Collected data entries
- - -
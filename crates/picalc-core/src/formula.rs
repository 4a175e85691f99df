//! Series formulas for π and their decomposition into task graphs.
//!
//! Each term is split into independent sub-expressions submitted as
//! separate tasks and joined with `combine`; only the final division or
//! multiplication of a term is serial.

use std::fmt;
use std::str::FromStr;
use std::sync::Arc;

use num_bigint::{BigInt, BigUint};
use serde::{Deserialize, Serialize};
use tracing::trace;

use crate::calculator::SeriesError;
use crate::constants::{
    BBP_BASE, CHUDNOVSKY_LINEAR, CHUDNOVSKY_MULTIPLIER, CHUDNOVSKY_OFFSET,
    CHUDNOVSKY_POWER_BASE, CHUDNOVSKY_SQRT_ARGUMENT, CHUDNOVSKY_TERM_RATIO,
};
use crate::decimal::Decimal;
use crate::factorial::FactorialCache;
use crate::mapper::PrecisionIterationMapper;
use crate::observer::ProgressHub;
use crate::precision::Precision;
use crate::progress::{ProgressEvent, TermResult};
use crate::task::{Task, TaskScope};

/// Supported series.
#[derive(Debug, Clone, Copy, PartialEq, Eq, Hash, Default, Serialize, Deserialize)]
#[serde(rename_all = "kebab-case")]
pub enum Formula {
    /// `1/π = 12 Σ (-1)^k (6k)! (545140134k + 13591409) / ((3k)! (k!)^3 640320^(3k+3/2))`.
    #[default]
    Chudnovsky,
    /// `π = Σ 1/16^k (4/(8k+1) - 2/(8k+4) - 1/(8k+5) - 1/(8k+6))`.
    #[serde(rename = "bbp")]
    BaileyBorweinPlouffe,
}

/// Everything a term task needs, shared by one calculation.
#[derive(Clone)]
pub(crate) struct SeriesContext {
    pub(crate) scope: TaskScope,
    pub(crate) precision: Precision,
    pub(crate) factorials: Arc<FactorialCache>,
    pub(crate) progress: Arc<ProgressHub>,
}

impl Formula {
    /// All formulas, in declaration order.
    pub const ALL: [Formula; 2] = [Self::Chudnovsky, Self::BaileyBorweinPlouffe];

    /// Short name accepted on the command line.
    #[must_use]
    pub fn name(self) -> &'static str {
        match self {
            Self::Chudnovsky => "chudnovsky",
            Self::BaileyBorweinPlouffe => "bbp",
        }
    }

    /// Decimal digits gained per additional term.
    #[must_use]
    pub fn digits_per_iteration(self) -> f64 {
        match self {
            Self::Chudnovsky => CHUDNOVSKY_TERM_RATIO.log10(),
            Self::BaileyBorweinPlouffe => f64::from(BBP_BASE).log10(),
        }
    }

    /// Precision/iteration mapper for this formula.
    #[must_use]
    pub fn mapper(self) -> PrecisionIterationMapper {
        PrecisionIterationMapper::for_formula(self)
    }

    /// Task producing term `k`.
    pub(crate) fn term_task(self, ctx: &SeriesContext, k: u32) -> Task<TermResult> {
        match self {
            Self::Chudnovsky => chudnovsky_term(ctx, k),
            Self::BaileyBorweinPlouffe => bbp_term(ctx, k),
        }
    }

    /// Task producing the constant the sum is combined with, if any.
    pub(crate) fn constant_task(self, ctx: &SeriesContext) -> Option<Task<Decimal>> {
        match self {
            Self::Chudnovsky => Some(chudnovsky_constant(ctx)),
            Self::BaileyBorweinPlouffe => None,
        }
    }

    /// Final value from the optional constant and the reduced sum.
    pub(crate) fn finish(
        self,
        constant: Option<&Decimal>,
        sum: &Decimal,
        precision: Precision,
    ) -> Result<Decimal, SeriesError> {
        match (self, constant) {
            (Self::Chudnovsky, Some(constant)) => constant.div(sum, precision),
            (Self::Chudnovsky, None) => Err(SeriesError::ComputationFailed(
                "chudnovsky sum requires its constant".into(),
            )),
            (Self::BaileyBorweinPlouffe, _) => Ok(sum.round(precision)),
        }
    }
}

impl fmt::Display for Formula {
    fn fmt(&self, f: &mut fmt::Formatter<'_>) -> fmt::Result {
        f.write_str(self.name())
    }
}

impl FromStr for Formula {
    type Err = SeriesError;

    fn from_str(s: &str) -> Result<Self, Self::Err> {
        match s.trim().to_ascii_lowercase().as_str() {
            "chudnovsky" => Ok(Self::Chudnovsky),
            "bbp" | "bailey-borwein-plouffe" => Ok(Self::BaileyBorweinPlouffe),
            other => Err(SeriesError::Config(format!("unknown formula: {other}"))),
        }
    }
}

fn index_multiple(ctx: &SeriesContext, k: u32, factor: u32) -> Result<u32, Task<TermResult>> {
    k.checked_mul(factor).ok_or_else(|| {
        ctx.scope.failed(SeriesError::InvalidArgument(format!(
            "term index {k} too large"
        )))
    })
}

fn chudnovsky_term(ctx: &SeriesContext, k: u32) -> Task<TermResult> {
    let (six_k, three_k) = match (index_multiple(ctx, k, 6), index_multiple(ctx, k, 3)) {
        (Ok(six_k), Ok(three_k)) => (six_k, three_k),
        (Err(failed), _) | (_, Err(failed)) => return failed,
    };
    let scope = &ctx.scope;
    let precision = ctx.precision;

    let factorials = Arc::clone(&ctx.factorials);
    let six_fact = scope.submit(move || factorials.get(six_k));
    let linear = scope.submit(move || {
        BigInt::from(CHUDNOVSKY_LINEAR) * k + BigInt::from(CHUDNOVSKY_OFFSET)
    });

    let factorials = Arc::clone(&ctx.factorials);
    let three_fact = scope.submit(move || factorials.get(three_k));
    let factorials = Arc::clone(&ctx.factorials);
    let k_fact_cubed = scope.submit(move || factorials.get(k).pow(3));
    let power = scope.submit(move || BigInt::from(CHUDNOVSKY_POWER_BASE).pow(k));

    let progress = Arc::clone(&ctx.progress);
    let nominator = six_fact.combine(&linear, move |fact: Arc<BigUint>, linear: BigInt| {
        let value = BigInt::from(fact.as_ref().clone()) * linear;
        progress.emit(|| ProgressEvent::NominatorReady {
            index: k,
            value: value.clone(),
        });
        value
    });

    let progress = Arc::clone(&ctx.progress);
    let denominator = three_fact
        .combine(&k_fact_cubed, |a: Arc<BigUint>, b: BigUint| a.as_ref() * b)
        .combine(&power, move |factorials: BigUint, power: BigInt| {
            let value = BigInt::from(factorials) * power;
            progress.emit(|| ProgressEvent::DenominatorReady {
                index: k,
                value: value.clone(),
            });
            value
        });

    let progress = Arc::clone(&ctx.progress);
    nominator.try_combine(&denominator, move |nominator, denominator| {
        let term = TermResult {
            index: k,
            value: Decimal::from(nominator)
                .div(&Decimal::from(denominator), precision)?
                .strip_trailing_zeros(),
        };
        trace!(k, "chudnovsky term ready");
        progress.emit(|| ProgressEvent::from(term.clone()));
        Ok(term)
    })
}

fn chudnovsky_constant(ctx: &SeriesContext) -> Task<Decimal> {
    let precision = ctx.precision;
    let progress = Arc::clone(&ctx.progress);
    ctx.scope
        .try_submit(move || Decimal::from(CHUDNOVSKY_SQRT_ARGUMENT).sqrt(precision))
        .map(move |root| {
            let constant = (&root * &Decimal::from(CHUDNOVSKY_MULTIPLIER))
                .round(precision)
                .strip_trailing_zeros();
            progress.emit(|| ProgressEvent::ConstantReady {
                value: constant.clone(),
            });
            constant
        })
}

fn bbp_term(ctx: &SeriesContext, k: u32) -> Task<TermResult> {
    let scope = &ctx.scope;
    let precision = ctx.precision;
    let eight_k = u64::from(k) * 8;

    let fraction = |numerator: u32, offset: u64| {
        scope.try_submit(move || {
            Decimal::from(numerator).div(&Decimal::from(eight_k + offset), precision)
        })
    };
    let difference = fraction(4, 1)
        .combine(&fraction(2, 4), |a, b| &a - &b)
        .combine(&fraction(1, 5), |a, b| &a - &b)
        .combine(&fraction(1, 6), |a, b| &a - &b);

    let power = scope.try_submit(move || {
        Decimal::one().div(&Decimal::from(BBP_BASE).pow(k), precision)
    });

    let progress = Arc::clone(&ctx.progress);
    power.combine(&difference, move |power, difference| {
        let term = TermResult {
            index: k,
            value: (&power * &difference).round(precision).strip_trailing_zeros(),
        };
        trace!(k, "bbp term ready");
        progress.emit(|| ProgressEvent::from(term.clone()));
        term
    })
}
- - -
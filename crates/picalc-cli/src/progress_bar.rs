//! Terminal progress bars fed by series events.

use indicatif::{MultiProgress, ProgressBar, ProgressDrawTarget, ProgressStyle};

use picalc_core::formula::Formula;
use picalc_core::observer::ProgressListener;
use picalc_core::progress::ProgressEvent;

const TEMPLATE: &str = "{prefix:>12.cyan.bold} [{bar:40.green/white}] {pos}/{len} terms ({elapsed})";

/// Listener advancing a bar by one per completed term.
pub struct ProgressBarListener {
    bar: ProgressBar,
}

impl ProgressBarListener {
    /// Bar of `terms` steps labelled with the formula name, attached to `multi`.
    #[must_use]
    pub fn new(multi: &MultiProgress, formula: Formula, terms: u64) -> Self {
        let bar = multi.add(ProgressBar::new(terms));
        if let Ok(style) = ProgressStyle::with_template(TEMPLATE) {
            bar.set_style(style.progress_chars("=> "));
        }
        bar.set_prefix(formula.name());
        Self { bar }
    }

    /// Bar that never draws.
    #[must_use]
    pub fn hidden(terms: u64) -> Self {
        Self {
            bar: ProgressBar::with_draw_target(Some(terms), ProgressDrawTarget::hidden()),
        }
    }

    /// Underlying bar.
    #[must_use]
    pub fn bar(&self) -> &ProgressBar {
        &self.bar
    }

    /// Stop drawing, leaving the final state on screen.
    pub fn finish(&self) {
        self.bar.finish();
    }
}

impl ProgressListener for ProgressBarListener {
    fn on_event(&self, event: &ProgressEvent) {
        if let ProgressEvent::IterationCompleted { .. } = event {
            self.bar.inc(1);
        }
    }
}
- - -
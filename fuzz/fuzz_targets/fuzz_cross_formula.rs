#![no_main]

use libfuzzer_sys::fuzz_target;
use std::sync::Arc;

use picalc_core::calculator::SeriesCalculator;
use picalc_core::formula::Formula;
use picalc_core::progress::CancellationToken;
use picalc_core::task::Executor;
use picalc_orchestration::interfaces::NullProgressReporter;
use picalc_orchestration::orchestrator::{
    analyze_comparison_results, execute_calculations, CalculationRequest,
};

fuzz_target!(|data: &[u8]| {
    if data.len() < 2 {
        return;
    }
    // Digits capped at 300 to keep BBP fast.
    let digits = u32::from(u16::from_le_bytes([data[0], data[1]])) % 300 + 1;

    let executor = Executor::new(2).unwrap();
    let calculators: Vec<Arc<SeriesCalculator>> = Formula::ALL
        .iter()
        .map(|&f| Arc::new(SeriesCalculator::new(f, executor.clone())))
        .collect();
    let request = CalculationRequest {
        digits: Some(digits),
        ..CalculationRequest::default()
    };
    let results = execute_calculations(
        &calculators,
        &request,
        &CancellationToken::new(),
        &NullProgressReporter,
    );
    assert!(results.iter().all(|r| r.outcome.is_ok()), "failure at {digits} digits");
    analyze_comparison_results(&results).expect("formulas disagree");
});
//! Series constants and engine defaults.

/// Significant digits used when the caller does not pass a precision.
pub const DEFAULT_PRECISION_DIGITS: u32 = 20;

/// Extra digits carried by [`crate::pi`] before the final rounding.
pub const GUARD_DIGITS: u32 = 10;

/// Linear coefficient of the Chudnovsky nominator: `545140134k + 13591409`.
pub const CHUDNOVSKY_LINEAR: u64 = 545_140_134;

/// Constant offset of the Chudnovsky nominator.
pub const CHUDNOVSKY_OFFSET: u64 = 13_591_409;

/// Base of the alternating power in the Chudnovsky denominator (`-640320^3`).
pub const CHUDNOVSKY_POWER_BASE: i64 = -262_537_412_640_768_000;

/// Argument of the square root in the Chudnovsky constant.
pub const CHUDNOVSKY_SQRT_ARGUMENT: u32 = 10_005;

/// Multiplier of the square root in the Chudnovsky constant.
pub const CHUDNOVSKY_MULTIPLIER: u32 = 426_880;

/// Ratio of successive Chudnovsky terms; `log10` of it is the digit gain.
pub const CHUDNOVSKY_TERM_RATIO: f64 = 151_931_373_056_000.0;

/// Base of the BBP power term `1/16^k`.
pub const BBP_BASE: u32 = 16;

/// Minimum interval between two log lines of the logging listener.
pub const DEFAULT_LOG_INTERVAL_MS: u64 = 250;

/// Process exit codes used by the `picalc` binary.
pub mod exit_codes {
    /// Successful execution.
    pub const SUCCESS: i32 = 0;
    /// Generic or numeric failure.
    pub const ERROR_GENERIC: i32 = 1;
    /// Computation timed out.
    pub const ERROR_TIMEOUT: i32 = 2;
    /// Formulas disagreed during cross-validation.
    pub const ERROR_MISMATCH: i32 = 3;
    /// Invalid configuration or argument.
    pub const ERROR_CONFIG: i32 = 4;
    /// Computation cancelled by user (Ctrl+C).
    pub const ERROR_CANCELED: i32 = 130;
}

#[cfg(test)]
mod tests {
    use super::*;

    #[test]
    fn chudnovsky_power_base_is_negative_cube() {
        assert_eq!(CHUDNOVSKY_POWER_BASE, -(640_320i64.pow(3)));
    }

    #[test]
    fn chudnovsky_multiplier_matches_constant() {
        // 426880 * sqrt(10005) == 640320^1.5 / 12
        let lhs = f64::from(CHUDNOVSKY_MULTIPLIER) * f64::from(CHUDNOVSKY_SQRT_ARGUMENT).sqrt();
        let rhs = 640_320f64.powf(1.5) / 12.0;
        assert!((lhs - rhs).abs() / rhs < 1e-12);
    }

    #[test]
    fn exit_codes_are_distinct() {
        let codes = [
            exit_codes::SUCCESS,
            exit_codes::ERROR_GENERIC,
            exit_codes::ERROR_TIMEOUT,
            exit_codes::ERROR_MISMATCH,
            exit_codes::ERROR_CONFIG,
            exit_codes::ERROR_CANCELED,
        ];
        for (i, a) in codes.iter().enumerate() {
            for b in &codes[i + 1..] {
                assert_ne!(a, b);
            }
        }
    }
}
- - -
- [Your task]
Search the data for the word "ProgressBarListener" and report how many lines include it, with the number alone.

- [Response area]
3